[Saved entries]

//! Handlers for the everyday verbs.

use sl_core::{Exit, Item, slugify};

use super::context::{Context, Halt, Scope, Step};
use crate::error::CommandError;
use crate::parser::{Direction, EntityRef, normalize_phrase};
use crate::puzzle::{self, Combination};
use crate::render;
use crate::state::{Owner, Pending};

pub(crate) const HELP: &str = "\
Commands:
  look                        describe where you are
  look at <thing>             examine something (also: examine, x)
  take <item>, drop <item>    pick up or put down an item
  go <exit>                   leave; a bare exit name or direction works too
  inventory (or i)            list what you carry
  use <item> [on <target>]    use an item, for instance a key on a lock
  give <item> [to <someone>]  hand an item over
  combine <item> + <item>     make something new from two items
  lockpick <item>             try to pick a lock
  talk to <someone>           start a conversation
  help, quit";

pub(crate) fn look(ctx: &mut Context<'_>) -> Step<()> {
    let text = render::scene(ctx.world, &ctx.state);
    ctx.say(text);
    Ok(())
}

pub(crate) fn examine(ctx: &mut Context<'_>, phrase: &str) -> Step<()> {
    match ctx.resolve(phrase, Scope::Visible)? {
        EntityRef::Character(id) => {
            let character = ctx.character(&id)?;
            if character.description.is_empty() {
                ctx.say(format!("You see nothing special about {}.", character.name));
            } else {
                ctx.say(format!("{}: {}", character.name, character.description));
            }
            let carried = ctx.state.items.held_by(&Owner::Character(id));
            if !carried.is_empty() {
                ctx.say(format!(
                    "{} is carrying: {}.",
                    character.name,
                    render::names(ctx.world, &carried)
                ));
            }
        }
        EntityRef::Item(id) => {
            let item = ctx.item(&id)?;
            ctx.say(item.examine_text().map_or_else(
                || format!("You see nothing special about the {}.", item.name),
                str::to_string,
            ));
            if item.is_container() {
                if ctx.state.is_locked(ctx.world, &id) {
                    ctx.say(format!("The {} is locked.", item.name));
                } else {
                    let inside = ctx.state.items.held_by(&Owner::Contained(id.clone()));
                    ctx.state.revealed.insert(id);
                    if inside.is_empty() {
                        ctx.say("It is empty.");
                    } else {
                        ctx.say(format!("It contains: {}.", render::names(ctx.world, &inside)));
                    }
                }
            }
        }
    }
    Ok(())
}

pub(crate) fn take(ctx: &mut Context<'_>, phrase: &str) -> Step<()> {
    let item = match ctx.resolve_item(phrase, Scope::Scene) {
        Ok(item) => item,
        Err(Halt::Failed(CommandError::NotFound {
            phrase: typed,
            suggestion,
        })) => {
            let err = match ctx.named_item(phrase) {
                Some(known) if ctx.state.has_item(&known.id) => {
                    CommandError::AlreadyCarrying(known.name.clone())
                }
                Some(known) => CommandError::NotPresent(known.name.clone()),
                None => CommandError::NotFound {
                    phrase: typed,
                    suggestion,
                },
            };
            return Err(err.into());
        }
        Err(halt) => return Err(halt),
    };

    if !item.movable {
        return Err(CommandError::NotMovable(item.name.clone()).into());
    }
    ctx.state.items.place(item.id.clone(), Owner::Inventory);
    ctx.say(format!("Taken: {}.", item.name));
    Ok(())
}

pub(crate) fn drop_item(ctx: &mut Context<'_>, phrase: &str) -> Step<()> {
    let item = carried(ctx, phrase)?;
    let here = Owner::Scene(ctx.state.current_scene.clone());
    ctx.state.items.place(item.id.clone(), here);
    ctx.say(format!("Dropped: {}.", item.name));
    Ok(())
}

/// Resolve an inventory item, reporting "not carrying" rather than "not here".
fn carried<'a>(ctx: &Context<'a>, phrase: &str) -> Step<&'a Item> {
    match ctx.resolve_item(phrase, Scope::Inventory) {
        Err(Halt::Failed(CommandError::NotFound { .. })) => {
            let name = ctx
                .named_item(phrase)
                .map_or_else(|| normalize_phrase(phrase), |i| i.name.clone());
            Err(CommandError::NotCarrying(name).into())
        }
        other => other,
    }
}

/// The exit of the current scene that `phrase` names: its label, a direction
/// abbreviation, or the destination's name.
pub(crate) fn find_exit<'a>(ctx: &Context<'a>, phrase: &str) -> Step<Option<&'a Exit>> {
    let scene = ctx.scene()?;
    let wanted = normalize_phrase(phrase);
    let direction = Direction::parse(&wanted);
    let exit = scene.exits.iter().find(|exit| {
        exit.matches(phrase)
            || exit.matches(&wanted)
            || direction.is_some_and(|d| Direction::parse(&exit.label) == Some(d))
            || exit.destination.as_str() == slugify(&wanted)
            || ctx
                .world
                .scene(&exit.destination)
                .is_some_and(|s| s.name.eq_ignore_ascii_case(&wanted))
    });
    Ok(exit)
}

pub(crate) fn go(ctx: &mut Context<'_>, phrase: &str) -> Step<()> {
    let exit = find_exit(ctx, phrase)?
        .ok_or_else(|| CommandError::NoExit(phrase.trim().to_string()))?;

    if let Some(required) = exit.requires.as_ref().filter(|r| !ctx.state.has_item(r)) {
        let message = exit.message.clone().unwrap_or_else(|| {
            format!(
                "You need the {} to go that way.",
                render::item_name(ctx.world, required)
            )
        });
        return Err(CommandError::Gated(message).into());
    }
    if exit.blocked {
        let message = exit
            .message
            .clone()
            .unwrap_or_else(|| "You can't go that way.".to_string());
        return Err(CommandError::Gated(message).into());
    }

    ctx.state.current_scene = exit.destination.clone();
    tracing::debug!(scene = %exit.destination, "entered scene");
    look(ctx)
}

/// Input that matched no verb may still be the name of an exit.
pub(crate) fn go_bare(ctx: &mut Context<'_>, input: &str) -> Step<()> {
    match find_exit(ctx, input)? {
        Some(_) => go(ctx, input),
        None => Err(CommandError::UnknownCommand(input.to_string()).into()),
    }
}

pub(crate) fn inventory(ctx: &mut Context<'_>) -> Step<()> {
    let carried = ctx.state.inventory();
    if carried.is_empty() {
        ctx.say("You're not carrying anything.");
        return Ok(());
    }
    ctx.say("You are carrying:");
    for id in &carried {
        let line = format!("  - {}", render::item_name(ctx.world, id));
        ctx.say(line);
    }
    Ok(())
}

pub(crate) fn use_item(ctx: &mut Context<'_>, phrase: &str, target: Option<&str>) -> Step<()> {
    let item = ctx.resolve_item(phrase, Scope::Reachable)?;
    let Some(target) = target else {
        return match item.use_message() {
            Some(message) => {
                ctx.say(message);
                Ok(())
            }
            None => Err(CommandError::CannotUse(item.name.clone()).into()),
        };
    };

    let target = ctx.resolve_item(target, Scope::Reachable)?;
    let outcome = puzzle::use_on(puzzle::DEFAULT_RULES, ctx.world, &ctx.state, item, target)?;
    outcome.apply(&mut ctx.state);
    ctx.say(outcome.message);
    Ok(())
}

pub(crate) fn give(ctx: &mut Context<'_>, phrase: &str, recipient: Option<&str>) -> Step<()> {
    let item = carried(ctx, phrase)?;
    let character = match recipient {
        Some(name) => ctx.resolve_character(name)?,
        None => {
            // With nobody named, the only person present is the recipient.
            let present = ctx.visible(Scope::Characters);
            let chosen = match ctx.bindings.get("").filter(|b| present.contains(b)) {
                Some(bound) => bound.clone(),
                None => match present.len() {
                    0 => return Err(CommandError::NoRecipient.into()),
                    1 => present[0].clone(),
                    _ => {
                        return Err(Halt::Ambiguous {
                            phrase: String::new(),
                            candidates: present,
                        });
                    }
                },
            };
            match chosen {
                EntityRef::Character(id) => ctx.character(&id)?,
                EntityRef::Item(_) => return Err(CommandError::NoRecipient.into()),
            }
        }
    };

    if !character.accepts(&item.id) {
        return Err(CommandError::NotAccepted {
            character: character.name.clone(),
            item: item.name.clone(),
        }
        .into());
    }
    ctx.state
        .items
        .place(item.id.clone(), Owner::Character(character.id.clone()));
    ctx.state.set_flag(format!("given:{}", item.id));
    ctx.say(
        character
            .on_give
            .clone()
            .unwrap_or_else(|| format!("{} takes the {}.", character.name, item.name)),
    );
    Ok(())
}

pub(crate) fn combine(ctx: &mut Context<'_>, first: &str, second: &str) -> Step<()> {
    let first = carried(ctx, first)?;
    let second = carried(ctx, second)?;
    match puzzle::combine(ctx.world, &mut ctx.state, &first.id, &second.id)? {
        Combination::Made(message) => ctx.say(message),
        Combination::Choose(candidates) => {
            ctx.say(format!(
                "Combining the {} and the {} could make: {}.",
                first.name,
                second.name,
                render::names(ctx.world, &candidates)
            ));
            ctx.state.pending = Some(Pending::Recipe {
                first: first.id.clone(),
                second: second.id.clone(),
                candidates,
            });
        }
    }
    Ok(())
}

pub(crate) fn lockpick(ctx: &mut Context<'_>, phrase: &str) -> Step<()> {
    let target = ctx.resolve_item(phrase, Scope::Reachable)?;
    let outcome = puzzle::pick_lock(ctx.world, &ctx.state, target)?;
    outcome.apply(&mut ctx.state);
    ctx.say(outcome.message);
    Ok(())
}
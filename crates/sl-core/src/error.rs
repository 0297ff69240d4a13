use crate::id::{CharacterId, ItemId, SceneId};

/// Alias for `Result<T, CoreError>`.
pub type CoreResult<T> = Result<T, CoreError>;

/// Errors that can occur when building or validating a world.
#[derive(Debug, Clone, PartialEq, Eq, thiserror::Error)]
pub enum CoreError {
    /// Two entities of the same kind share an id.
    #[error("duplicate {kind} id: \"{id}\"")]
    DuplicateId {
        /// The entity kind ("scene", "item", "character").
        kind: &'static str,
        /// The clashing id.
        id: String,
    },

    /// A reference points at an entity that does not exist.
    #[error("{owner} references unknown {kind} \"{target}\"")]
    DanglingReference {
        /// Human-readable description of where the reference lives.
        owner: String,
        /// The declaration holding the reference.
        subject: Subject,
        /// The expected entity kind.
        kind: &'static str,
        /// The unresolved id.
        target: String,
    },

    /// An item is placed in more than one spot at load time.
    #[error("item \"{item}\" is placed in both {first} and {second}")]
    DoublePlacement {
        /// The item id.
        item: String,
        /// The first owner found.
        first: String,
        /// The conflicting owner.
        second: String,
        /// The declaration of the conflicting owner.
        subject: Subject,
    },

    /// The world has no scenes at all.
    #[error("world contains no scenes")]
    NoScenes,
}

impl CoreError {
    /// The declaration a problem belongs to, if it belongs to one.
    pub fn subject(&self) -> Option<Subject> {
        match self {
            Self::DuplicateId { kind: "scene", id } => Some(Subject::Scene(SceneId::new(id))),
            Self::DuplicateId { kind: "character", id } => {
                Some(Subject::Character(CharacterId::new(id)))
            }
            Self::DuplicateId { id, .. } => Some(Subject::Item(ItemId::new(id))),
            Self::DanglingReference { subject, .. } | Self::DoublePlacement { subject, .. } => {
                Some(subject.clone())
            }
            Self::NoScenes => None,
        }
    }
}

/// A declaration in the world, used to point validation errors at their
/// source.
#[derive(Debug, Clone, PartialEq, Eq)]
pub enum Subject {
    /// A scene, including its exits.
    Scene(SceneId),
    /// A character, including its dialogue.
    Character(CharacterId),
    /// An item, including its rules and contents.
    Item(ItemId),
    /// A combination recipe, by its ingredients in sorted order.
    Recipe(ItemId, ItemId),
    /// The front matter `starting_scene`.
    StartingScene,
    /// The front matter `starting_inventory`.
    StartingInventory,
}

#[cfg(test)]
mod tests {
    use super::*;

    #[test]
    fn errors_name_their_subject() {
        let duplicate = CoreError::DuplicateId {
            kind: "character",
            id: "clerk".to_string(),
        };
        assert_eq!(
            duplicate.subject(),
            Some(Subject::Character(CharacterId::new("clerk")))
        );

        let placed = CoreError::DoublePlacement {
            item: "rag".to_string(),
            first: "scene \"kitchen\"".to_string(),
            second: "the starting inventory".to_string(),
            subject: Subject::StartingInventory,
        };
        assert_eq!(placed.subject(), Some(Subject::StartingInventory));
        assert_eq!(CoreError::NoScenes.subject(), None);
    }
}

### About this exercise
Return every line of the records in which the word "NoScenes" is found.

### Output of the task
    NoScenes,
            Self::NoScenes => None,
        assert_eq!(CoreError::NoScenes.subject(), None);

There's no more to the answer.